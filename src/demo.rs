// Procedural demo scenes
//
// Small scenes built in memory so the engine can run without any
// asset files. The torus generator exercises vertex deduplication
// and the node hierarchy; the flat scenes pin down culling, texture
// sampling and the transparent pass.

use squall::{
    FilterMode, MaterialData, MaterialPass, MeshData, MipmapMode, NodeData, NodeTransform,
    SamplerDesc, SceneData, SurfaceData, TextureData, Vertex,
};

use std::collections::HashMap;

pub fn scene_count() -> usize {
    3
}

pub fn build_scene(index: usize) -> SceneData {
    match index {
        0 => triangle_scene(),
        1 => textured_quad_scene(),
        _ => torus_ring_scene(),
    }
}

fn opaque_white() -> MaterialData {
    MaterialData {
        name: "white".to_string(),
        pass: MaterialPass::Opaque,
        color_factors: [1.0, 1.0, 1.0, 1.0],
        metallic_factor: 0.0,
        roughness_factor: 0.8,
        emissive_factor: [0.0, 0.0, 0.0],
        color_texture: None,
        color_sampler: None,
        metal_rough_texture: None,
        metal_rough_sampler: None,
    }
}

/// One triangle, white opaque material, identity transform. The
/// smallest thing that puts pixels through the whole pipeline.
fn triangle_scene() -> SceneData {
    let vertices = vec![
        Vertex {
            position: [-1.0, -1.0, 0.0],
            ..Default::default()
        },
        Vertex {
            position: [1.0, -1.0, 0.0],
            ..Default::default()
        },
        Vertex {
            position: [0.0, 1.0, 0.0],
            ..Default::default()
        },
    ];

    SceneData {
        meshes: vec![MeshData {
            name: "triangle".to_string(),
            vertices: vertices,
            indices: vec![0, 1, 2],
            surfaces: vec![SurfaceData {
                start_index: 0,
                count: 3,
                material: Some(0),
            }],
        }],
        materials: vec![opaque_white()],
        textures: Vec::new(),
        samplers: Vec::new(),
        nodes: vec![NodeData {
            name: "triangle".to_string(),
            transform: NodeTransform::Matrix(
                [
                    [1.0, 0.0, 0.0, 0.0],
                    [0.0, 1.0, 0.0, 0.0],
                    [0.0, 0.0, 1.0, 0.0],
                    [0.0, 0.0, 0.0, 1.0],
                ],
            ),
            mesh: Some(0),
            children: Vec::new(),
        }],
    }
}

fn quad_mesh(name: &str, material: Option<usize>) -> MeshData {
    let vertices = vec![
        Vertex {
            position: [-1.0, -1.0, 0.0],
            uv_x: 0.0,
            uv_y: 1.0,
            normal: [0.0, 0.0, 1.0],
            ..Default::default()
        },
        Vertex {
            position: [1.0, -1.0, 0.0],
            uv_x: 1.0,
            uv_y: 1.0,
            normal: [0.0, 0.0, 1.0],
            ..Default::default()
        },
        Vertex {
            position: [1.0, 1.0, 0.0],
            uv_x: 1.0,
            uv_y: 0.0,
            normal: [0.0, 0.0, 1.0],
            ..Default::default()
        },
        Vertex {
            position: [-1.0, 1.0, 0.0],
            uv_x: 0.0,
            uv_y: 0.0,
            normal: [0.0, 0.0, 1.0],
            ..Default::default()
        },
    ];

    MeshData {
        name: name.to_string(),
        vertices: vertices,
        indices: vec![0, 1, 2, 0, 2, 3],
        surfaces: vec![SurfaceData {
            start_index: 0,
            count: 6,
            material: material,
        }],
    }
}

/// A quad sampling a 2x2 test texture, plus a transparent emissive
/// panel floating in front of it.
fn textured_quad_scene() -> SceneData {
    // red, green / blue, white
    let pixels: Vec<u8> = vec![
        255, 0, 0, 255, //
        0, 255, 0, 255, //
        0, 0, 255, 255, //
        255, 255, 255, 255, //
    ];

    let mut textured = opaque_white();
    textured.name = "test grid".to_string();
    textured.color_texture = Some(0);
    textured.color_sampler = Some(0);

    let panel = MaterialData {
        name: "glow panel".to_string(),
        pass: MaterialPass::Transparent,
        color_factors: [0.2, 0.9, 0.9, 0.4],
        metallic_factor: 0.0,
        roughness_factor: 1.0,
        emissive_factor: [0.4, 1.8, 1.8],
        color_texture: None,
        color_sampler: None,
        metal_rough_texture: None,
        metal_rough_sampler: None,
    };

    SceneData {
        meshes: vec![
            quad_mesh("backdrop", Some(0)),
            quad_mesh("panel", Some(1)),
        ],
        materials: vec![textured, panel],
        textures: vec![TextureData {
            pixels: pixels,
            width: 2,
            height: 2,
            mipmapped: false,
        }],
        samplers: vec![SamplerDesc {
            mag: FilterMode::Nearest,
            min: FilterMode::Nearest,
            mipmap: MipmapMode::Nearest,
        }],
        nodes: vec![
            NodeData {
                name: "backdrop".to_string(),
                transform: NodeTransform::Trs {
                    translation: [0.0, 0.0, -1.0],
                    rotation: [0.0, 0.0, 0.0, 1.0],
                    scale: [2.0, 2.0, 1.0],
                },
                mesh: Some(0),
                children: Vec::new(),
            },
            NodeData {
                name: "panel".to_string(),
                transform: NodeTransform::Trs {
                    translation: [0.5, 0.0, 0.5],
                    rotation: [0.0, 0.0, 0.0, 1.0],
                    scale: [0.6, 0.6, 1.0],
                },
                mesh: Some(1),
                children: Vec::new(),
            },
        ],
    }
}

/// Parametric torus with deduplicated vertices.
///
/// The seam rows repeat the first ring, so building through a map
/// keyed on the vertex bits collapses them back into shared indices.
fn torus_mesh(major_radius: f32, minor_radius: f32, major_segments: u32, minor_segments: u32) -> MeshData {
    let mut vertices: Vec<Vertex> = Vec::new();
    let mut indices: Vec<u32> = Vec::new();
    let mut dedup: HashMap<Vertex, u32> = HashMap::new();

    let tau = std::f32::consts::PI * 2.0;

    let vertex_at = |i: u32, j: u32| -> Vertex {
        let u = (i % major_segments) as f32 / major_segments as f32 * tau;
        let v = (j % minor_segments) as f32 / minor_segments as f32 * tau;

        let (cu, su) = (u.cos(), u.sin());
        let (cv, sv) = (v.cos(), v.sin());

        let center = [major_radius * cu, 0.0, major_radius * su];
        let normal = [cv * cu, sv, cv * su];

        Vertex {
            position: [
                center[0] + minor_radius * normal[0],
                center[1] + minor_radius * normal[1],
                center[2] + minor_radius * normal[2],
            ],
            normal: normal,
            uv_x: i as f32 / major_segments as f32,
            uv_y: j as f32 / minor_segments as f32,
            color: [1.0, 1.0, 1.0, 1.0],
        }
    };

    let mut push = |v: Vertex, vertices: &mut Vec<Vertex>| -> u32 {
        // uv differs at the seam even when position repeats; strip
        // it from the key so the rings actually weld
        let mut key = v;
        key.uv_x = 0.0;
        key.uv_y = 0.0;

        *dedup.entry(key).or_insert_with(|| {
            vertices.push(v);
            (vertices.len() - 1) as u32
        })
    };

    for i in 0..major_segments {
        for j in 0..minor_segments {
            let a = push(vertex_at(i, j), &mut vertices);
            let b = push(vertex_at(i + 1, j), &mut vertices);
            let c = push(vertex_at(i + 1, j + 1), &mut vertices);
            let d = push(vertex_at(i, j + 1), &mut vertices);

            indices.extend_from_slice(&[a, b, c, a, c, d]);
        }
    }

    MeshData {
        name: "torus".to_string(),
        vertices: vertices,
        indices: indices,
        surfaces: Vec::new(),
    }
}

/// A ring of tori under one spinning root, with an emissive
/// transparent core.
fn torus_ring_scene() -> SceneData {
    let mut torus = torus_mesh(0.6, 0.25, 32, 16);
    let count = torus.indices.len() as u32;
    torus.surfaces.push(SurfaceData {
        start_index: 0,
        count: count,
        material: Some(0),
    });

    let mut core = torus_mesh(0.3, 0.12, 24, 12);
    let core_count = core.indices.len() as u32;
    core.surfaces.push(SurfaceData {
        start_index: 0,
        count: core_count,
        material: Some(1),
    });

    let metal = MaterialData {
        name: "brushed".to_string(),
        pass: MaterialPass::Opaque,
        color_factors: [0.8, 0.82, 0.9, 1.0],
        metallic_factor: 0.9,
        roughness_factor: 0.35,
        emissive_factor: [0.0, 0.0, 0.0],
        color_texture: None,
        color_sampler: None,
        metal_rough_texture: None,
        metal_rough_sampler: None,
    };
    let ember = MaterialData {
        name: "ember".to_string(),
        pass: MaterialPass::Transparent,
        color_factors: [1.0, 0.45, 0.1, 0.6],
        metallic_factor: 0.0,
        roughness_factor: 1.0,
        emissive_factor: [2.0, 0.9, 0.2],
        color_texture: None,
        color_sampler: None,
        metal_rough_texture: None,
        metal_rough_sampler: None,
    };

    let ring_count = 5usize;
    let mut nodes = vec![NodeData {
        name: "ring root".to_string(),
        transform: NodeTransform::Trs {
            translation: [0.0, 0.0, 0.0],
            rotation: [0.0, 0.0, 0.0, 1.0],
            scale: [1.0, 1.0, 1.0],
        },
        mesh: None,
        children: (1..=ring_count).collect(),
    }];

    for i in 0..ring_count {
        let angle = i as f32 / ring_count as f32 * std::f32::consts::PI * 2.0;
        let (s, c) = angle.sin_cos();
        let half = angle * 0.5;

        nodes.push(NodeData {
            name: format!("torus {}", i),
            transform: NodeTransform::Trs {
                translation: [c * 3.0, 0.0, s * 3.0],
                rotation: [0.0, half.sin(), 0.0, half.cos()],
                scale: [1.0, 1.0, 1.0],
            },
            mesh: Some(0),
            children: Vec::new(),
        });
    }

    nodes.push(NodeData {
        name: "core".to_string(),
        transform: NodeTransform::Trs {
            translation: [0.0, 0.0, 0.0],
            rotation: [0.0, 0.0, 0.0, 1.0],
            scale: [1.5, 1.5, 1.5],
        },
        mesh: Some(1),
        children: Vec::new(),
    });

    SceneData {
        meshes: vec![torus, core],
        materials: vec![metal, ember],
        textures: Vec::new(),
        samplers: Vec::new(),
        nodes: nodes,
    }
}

□ □ □

◆ Try it: Once you have read through the entries above, state how many lines hold the word "MipmapMode", giving nothing but the number.

◆ Reply to the exercise: 2